Prima la difesa del gioco d’azzardo, poi gli affitti d’oro e infine il prelievo forzoso di 150 euro mensili agli insegnanti. La dissociazione psicologica del Pd si è cronicizzata.
Nei tre succitati episodi clinici, il decorso della psicopatologia del Pd è sempre stato il medesimo: la maggioranza tenta la porcata, il Movimento 5 Stelle la denuncia, Matteo Renzi si dissocia dal partito di cui egli stesso è segretario e si accoda alla protesta M5S. Il sindaco di Firenze si prende i meriti per aver risolto gli inguacchi partoriti dal suo stesso partito, i media lo celebrano.
Nel primo caso la maggioranza del governo Letta è stata pizzicata da Giovanni Endrizzi, poi da Riccardo Fraccaro e infine da Luigi Gallo, tutti parlamentari M5S.
Renzi in tv sbeffeggia il Movimento 5 Stelle come quelli dei microchip e delle sirene che salgono sul tetto. E invece sono quelli che in meno di un mese vi hanno dato tre sberle.
Perché se per il gioco d’azzardo Renzi ha tentato di spacciarsi come promotore del dietrofront, se per gli affitti d’oro (secondo la stampa) sarebbero state le “perplessità di Napolitano” a risolvere la faccenda, se per il furto legalizzato agli insegnanti si è ribellato non solo Renzi, ma persino Alfano (il malanno dissociativo dev’essere contagioso, visto che il fattaccio sulla scuola è una conseguenza del decreto legge n.98, 6 luglio 2011, governo Berlusconi, poco dopo convertito in legge e poi prorogato nel 2012 dal governo Monti, anche e soprattutto con i voti del Pd), la verità è che la maggioranza del governo Letta, e in particolare il Pd, ha subito una triplice bacchettata dal M5S. Per tre volte ci hanno provato, per tre volte gli è andata buca.

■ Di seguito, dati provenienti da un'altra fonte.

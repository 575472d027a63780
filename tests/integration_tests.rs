// tests/integration_tests.rs
//! Integration tests for the point codecs

use pointcodec::{
    decode, decode_with, encode, encode_with, CodecConfig, DecodeError, GenerationRange, Point, Point3D,
    PointCollection, PointFormat, PointVariant,
};
use rand::rngs::StdRng;
use rand::SeedableRng;

fn mixed() -> PointCollection {
    PointCollection::from_points(vec![
        Point::new(1, 2).into(),
        Point3D::new(3, 4, 5).into(),
        Point3D::new(0, 0, 0).into(),
        Point::new(-7, 9).into(),
        Point3D::new(i32::MIN, i32::MAX, -1).into(),
    ])
}

fn random_collections() -> Vec<PointCollection> {
    let mut rng = StdRng::seed_from_u64(2024);
    [0usize, 1, 2, 5, 17, 64]
        .iter()
        .map(|&count| PointCollection::generate_with(count, &GenerationRange::new(-3, 3), &mut rng))
        .collect()
}

/// Every 3D point on the z = 0 plane collapses to a plain point.
fn flatten_zero_z(collection: &PointCollection) -> PointCollection {
    collection
        .iter()
        .map(|point| match point {
            PointVariant::Point3D(p) if p.z == 0 => PointVariant::Point(p.planar()),
            other => *other,
        })
        .collect()
}

#[test]
fn test_lossless_formats_roundtrip_exactly() {
    for format in PointFormat::all().into_iter().filter(|f| f.is_lossless()) {
        for config in [CodecConfig::default(), CodecConfig::compact()] {
            let mut inputs = random_collections();
            inputs.push(mixed());

            for input in inputs {
                let bytes = encode_with(&input, format, &config).unwrap();
                let output = decode_with(&bytes, format, &config).unwrap();
                assert_eq!(output, input, "{} round-trip changed the points", format);
            }
        }
    }
}

#[test]
fn test_custom_roundtrip_is_lossy_only_for_zero_z() {
    let mut inputs = random_collections();
    inputs.push(mixed());

    for input in inputs {
        let bytes = encode(&input, PointFormat::Custom).unwrap();
        let output = decode(&bytes, PointFormat::Custom).unwrap();
        assert_eq!(output, flatten_zero_z(&input));

        // a second pass changes nothing
        let again = decode(&encode(&output, PointFormat::Custom).unwrap(), PointFormat::Custom).unwrap();
        assert_eq!(again, output);
    }
}

#[test]
fn test_sort_is_idempotent_and_total() {
    for mut collection in random_collections() {
        let original = collection.clone();
        collection.sort_in_place();
        let once = collection.clone();
        collection.sort_in_place();

        assert_eq!(collection, once);
        assert_eq!(collection.len(), original.len());
        assert!(collection.as_slice().windows(2).all(|w| w[0] <= w[1]));

        // same multiset of elements
        let mut expected = original.into_points();
        expected.sort();
        assert_eq!(collection.into_points(), expected);
    }
}

#[test]
fn test_sort_places_point_before_flat_point3d() {
    let mut collection = PointCollection::from_points(vec![
        Point3D::new(1, 2, 0).into(),
        Point::new(1, 2).into(),
        Point3D::new(1, 2, -5).into(),
        Point::new(0, 100).into(),
    ]);
    collection.sort_in_place();

    let expected: Vec<PointVariant> = vec![
        Point::new(0, 100).into(),
        Point3D::new(1, 2, -5).into(),
        Point::new(1, 2).into(),
        Point3D::new(1, 2, 0).into(),
    ];
    assert_eq!(collection.into_points(), expected);
}

#[test]
fn test_custom_skips_malformed_lines() {
    let points = decode(b"X;Y;Z\nbad;line\n1;2;3", PointFormat::Custom).unwrap();
    assert_eq!(points.into_points(), vec![PointVariant::from(Point3D::new(1, 2, 3))]);
}

#[test]
fn test_custom_strict_mode_fails_on_malformed_lines() {
    let result = decode_with(b"X;Y;Z\nbad;line\n1;2;3", PointFormat::Custom, &CodecConfig::strict());
    assert!(matches!(result, Err(DecodeError::MalformedLine { line: 2, .. })));
}

#[test]
fn test_empty_sequence_roundtrips_for_every_format() {
    let empty = PointCollection::default();
    for format in PointFormat::all() {
        let bytes = encode(&empty, format).unwrap();
        assert!(!bytes.is_empty(), "{} produced an empty stream", format);
        let decoded = decode(&bytes, format).unwrap();
        assert!(decoded.is_empty(), "{} decoded points from nothing", format);
    }
}

#[test]
fn test_json_mixed_scenario() {
    let input = PointCollection::from_points(vec![Point::new(1, 2).into(), Point3D::new(3, 4, 5).into()]);
    let bytes = encode(&input, PointFormat::Json).unwrap();
    let result = decode(&bytes, PointFormat::Json).unwrap();

    match result.as_slice() {
        [PointVariant::Point(first), PointVariant::Point3D(second)] => {
            assert_eq!((first.x, first.y), (1, 2));
            assert_eq!((second.x, second.y, second.z), (3, 4, 5));
        }
        other => panic!("unexpected shapes: {:?}", other),
    }
}

#[test]
fn test_custom_flat_point3d_scenario() {
    let input = PointCollection::from_points(vec![Point3D::new(0, 0, 0).into()]);
    let bytes = encode(&input, PointFormat::Custom).unwrap();
    assert_eq!(bytes, b"X;Y;Z\n0;0;0\n");

    let result = decode(&bytes, PointFormat::Custom).unwrap();
    assert_eq!(result.into_points(), vec![PointVariant::from(Point::new(0, 0))]);
}

#[test]
fn test_formats_do_not_read_each_other() {
    let input = mixed();
    for written in PointFormat::all() {
        let bytes = encode(&input, written).unwrap();
        for read in PointFormat::all() {
            if read == written {
                continue;
            }
            let result = decode(&bytes, read);
            // the text formats may tolerate foreign input, but never reproduce it
            if let Ok(points) = result {
                assert_ne!(points, input, "{} stream decoded as {}", written, read);
            }
        }
    }
}

#[test]
fn test_garbage_is_rejected_by_structured_formats() {
    for format in [PointFormat::Binary, PointFormat::Soap, PointFormat::Xml, PointFormat::Json, PointFormat::Yaml] {
        let result = decode(b"\x01\x02not a point stream", format);
        assert!(result.is_err(), "{} accepted garbage", format);
    }
}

Come era prevedibile, la ruberia di Stato agli insegnanti non ci sarà più.
Repubblica.it ha spiegato che dobbiamo rendere grazie al furore di Renzi il Magnifico (“Rimediate a questa figuraccia”). Myrta Merlino, giornalista e conduttrice de “L’aria che tira”, ha suggerito (non troppo velatamente) che il governo Letta cambia rotta non appena Renzi proferisce verbo.
La realtà dei fatti è che le 150 euro mensili resteranno nelle saccocce degli insegnanti (tradizionale bacino elettorale del centrosinistra) grazie alla contestazione partita dal Movimento 5 Stelle (come almeno il Fatto ha ricordato).